Romy Lawson

  • The impact of a teaching in higher education scheme on new lecturers personal epistemologies and approaches to teaching.

    Romy Lawson, University of Wales, Bangor, UK

    John Fazey, University of Wales, Bangor, UK

    David Clancy, University of Wales, Bangor, UK

    Session 1g, Monday 15.45

    Research paper

    Themes addressed:

    • Teaching methods
    • Implementing and managing change and innovation

    Gibbs et al (2004) have conducted research showing that students with teachers who have undergone a systematic scheme of training into effective teaching and learning report better learning experiences and outcomes than those who are taught by non-trained teachers. Williams & Burden (1997) said “Teachers’ beliefs about what learning is will affect everything they do in the classroom, whether these beliefs are implicit or explicit” (p56). Kember (1997) and Trigwell et al (1999) have found that the way teachers approach their teaching influences the learning outcomes of the students, with the approach adopted by the teacher being dependent on their beliefs and presumptions (Bain, 2000; Quinlan, 1999). These epistemological beliefs also exert a strong influence on teachers’ chosen method of teaching (Breen, 1999), and the values and emphasis placed on curriculum and assessment issues (Braxton, 1995; Smart & Ethington, 1995). Therefore in order to change how people teach we have to change the way they conceive teaching and learning (Trigwell, 1995; Trigwell & Prosser, 1996).

    University of Wales, Bangor (UWB) runs a scheme that aims to introduce participants to theories and models of learning and effective teaching methods, whilst examining how this knowledge is transferred to a teaching context. It is delivered using discussions of personal beliefs in conjunction with current understanding of teaching and learning in HE. This research questions what is changing in both the attitudes and practices of the teachers who attend the UWB scheme and the impact it has on the students.

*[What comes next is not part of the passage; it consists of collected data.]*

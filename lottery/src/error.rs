//! Lottery-specific error types

use thiserror::Error;
use shared::SharedError;

#[derive(Error, Debug)]
pub enum LotteryError {
    #[error("A draw is already in progress")]
    DrawInProgress,

    #[error("Roster size {size} outside {min}..={max}")]
    RosterSize { size: usize, min: usize, max: usize },

    #[error("Roster slot {index} out of range for {len} members")]
    SlotOutOfRange { index: usize, len: usize },

    #[error("Healer count {count} exceeds maximum {max}")]
    HealerCountTooHigh { count: usize, max: usize },

    #[error("Cannot pin more than {quota} healer slots")]
    TooManyPins { quota: usize },

    #[error("Custom option must not be empty")]
    EmptyOption,

    #[error("Preference store failed: {operation} on {path}: {source}")]
    PreferenceStoreError {
        operation: String,
        path: String,
        #[source]
        source: std::io::Error,
    },

    #[error("Shared component error: {0}")]
    SharedError(#[from] SharedError),

    #[error("I/O error: {0}")]
    IoError(#[from] std::io::Error),

    #[error("JSON serialization error: {0}")]
    JsonError(#[from] serde_json::Error),
}

pub type LotteryResult<T> = Result<T, LotteryError>;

    This study used the Discipline Focus Epistemological Beliefs Questionnaire (adapted for teachers in HE) (Hoffer) and the Approaches to Teaching Inventory (Trigwell & Prosser) to gain a baseline view of initial beliefs and attitudes at the commencement of the scheme. These questionnaires were then re-administered at the end of the induction course. The data was analysed to look for relationships between beliefs and approaches to teaching as well as changes over time.

    Students were also traced in a series of modules, testing them at the beginning and end for their beliefs about the module – Discipline Focus Epistemological Beliefs Questionnaire, and their Approach to Study – RASI (Entwistle & Ramsden). This data was analysed to examine the relationship and effect of the teachers’ beliefs and approach to teaching on the students’ approaches to study.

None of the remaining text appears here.